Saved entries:
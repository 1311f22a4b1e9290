//! iOS device-agent screenshot capture
//!
//! Captures directly from the device with `idevicescreenshot`
//! (libimobiledevice), bypassing the automation driver. The raw capture is
//! then converted to PNG in place with `sips`, since `idevicescreenshot`
//! emits TIFF on older iOS versions.
//!
//! The device UDID is required; without it `idevicescreenshot` cannot
//! address the device, so a missing UDID is a fatal configuration error
//! rather than a retryable capture failure.

use std::path::{Path, PathBuf};
use std::time::Duration;

use async_trait::async_trait;
use tokio::process::Command;
use tracing::debug;

use crate::{
    error::{LocatorError, LocatorResult},
    model::PlatformKind,
};

use super::{DEFAULT_TOOL_TIMEOUT, ScreenshotProvider, run_tool};

/// Screenshot provider for iOS devices via `idevicescreenshot`
#[derive(Debug, Clone)]
pub struct IdeviceProvider {
    udid:    String,
    timeout: Duration,
}

impl IdeviceProvider {
    /// Creates a provider for the device with the given UDID
    ///
    /// # Errors
    ///
    /// [`LocatorError::MissingDeviceId`] if the UDID is empty.
    pub fn new(udid: impl Into<String>) -> LocatorResult<Self> {
        let udid = udid.into();
        if udid.trim().is_empty() {
            return Err(LocatorError::MissingDeviceId {
                platform: PlatformKind::Ios,
            });
        }
        Ok(Self {
            udid,
            timeout: DEFAULT_TOOL_TIMEOUT,
        })
    }

    /// Creates a provider from the `UDID` environment variable
    ///
    /// Matches the conventional setup of device-cloud test runners, which
    /// export the target device's UDID into the test environment.
    ///
    /// # Errors
    ///
    /// [`LocatorError::MissingDeviceId`] if `UDID` is unset or empty.
    pub fn from_env() -> LocatorResult<Self> {
        match std::env::var("UDID") {
            Ok(udid) => Self::new(udid),
            Err(_) => Err(LocatorError::MissingDeviceId {
                platform: PlatformKind::Ios,
            }),
        }
    }

    /// Overrides the per-tool-call timeout
    pub fn with_timeout(mut self, timeout: Duration) -> Self {
        self.timeout = timeout;
        self
    }

    /// The UDID this provider captures from
    pub fn udid(&self) -> &str {
        &self.udid
    }
}

#[async_trait]
impl ScreenshotProvider for IdeviceProvider {
    fn platform(&self) -> PlatformKind {
        PlatformKind::Ios
    }

    async fn capture(&self, destination: &Path) -> LocatorResult<PathBuf> {
        debug!(udid = %self.udid, dest = %destination.display(), "taking idevice screenshot");

        let mut screenshot = Command::new("idevicescreenshot");
        screenshot.arg("-u").arg(&self.udid).arg(destination);
        run_tool("idevicescreenshot", screenshot, self.timeout).await?;

        // idevicescreenshot may emit TIFF; normalize to PNG in place.
        let mut convert = Command::new("sips");
        convert
            .args(["-s", "format", "png"])
            .arg(destination)
            .arg("--out")
            .arg(destination);
        run_tool("sips", convert, self.timeout).await?;

        Ok(destination.to_path_buf())
    }
}

#[cfg(test)]
mod tests {
    use super::*;

    #[test]
    fn test_new_rejects_empty_udid() {
        let err = IdeviceProvider::new("").unwrap_err();
        assert!(matches!(
            err,
            LocatorError::MissingDeviceId {
                platform: PlatformKind::Ios
            }
        ));
        assert!(!err.is_recoverable());

        let err = IdeviceProvider::new("   ").unwrap_err();
        assert!(matches!(err, LocatorError::MissingDeviceId { .. }));
    }

    #[test]
    fn test_new_keeps_udid() {
        let provider = IdeviceProvider::new("00008030-001A2B3C4D5E").unwrap();
        assert_eq!(provider.udid(), "00008030-001A2B3C4D5E");
        assert_eq!(provider.platform(), PlatformKind::Ios);
    }

    #[test]
    fn test_with_timeout() {
        let provider = IdeviceProvider::new("some-udid")
            .unwrap()
            .with_timeout(Duration::from_secs(5));
        assert_eq!(provider.timeout, Duration::from_secs(5));
    }
}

■ ACTIVITY:
Once you have checked each line above for the string "environment", state how many lines contain it and add nothing more.

■ TASK RESPONSE:
2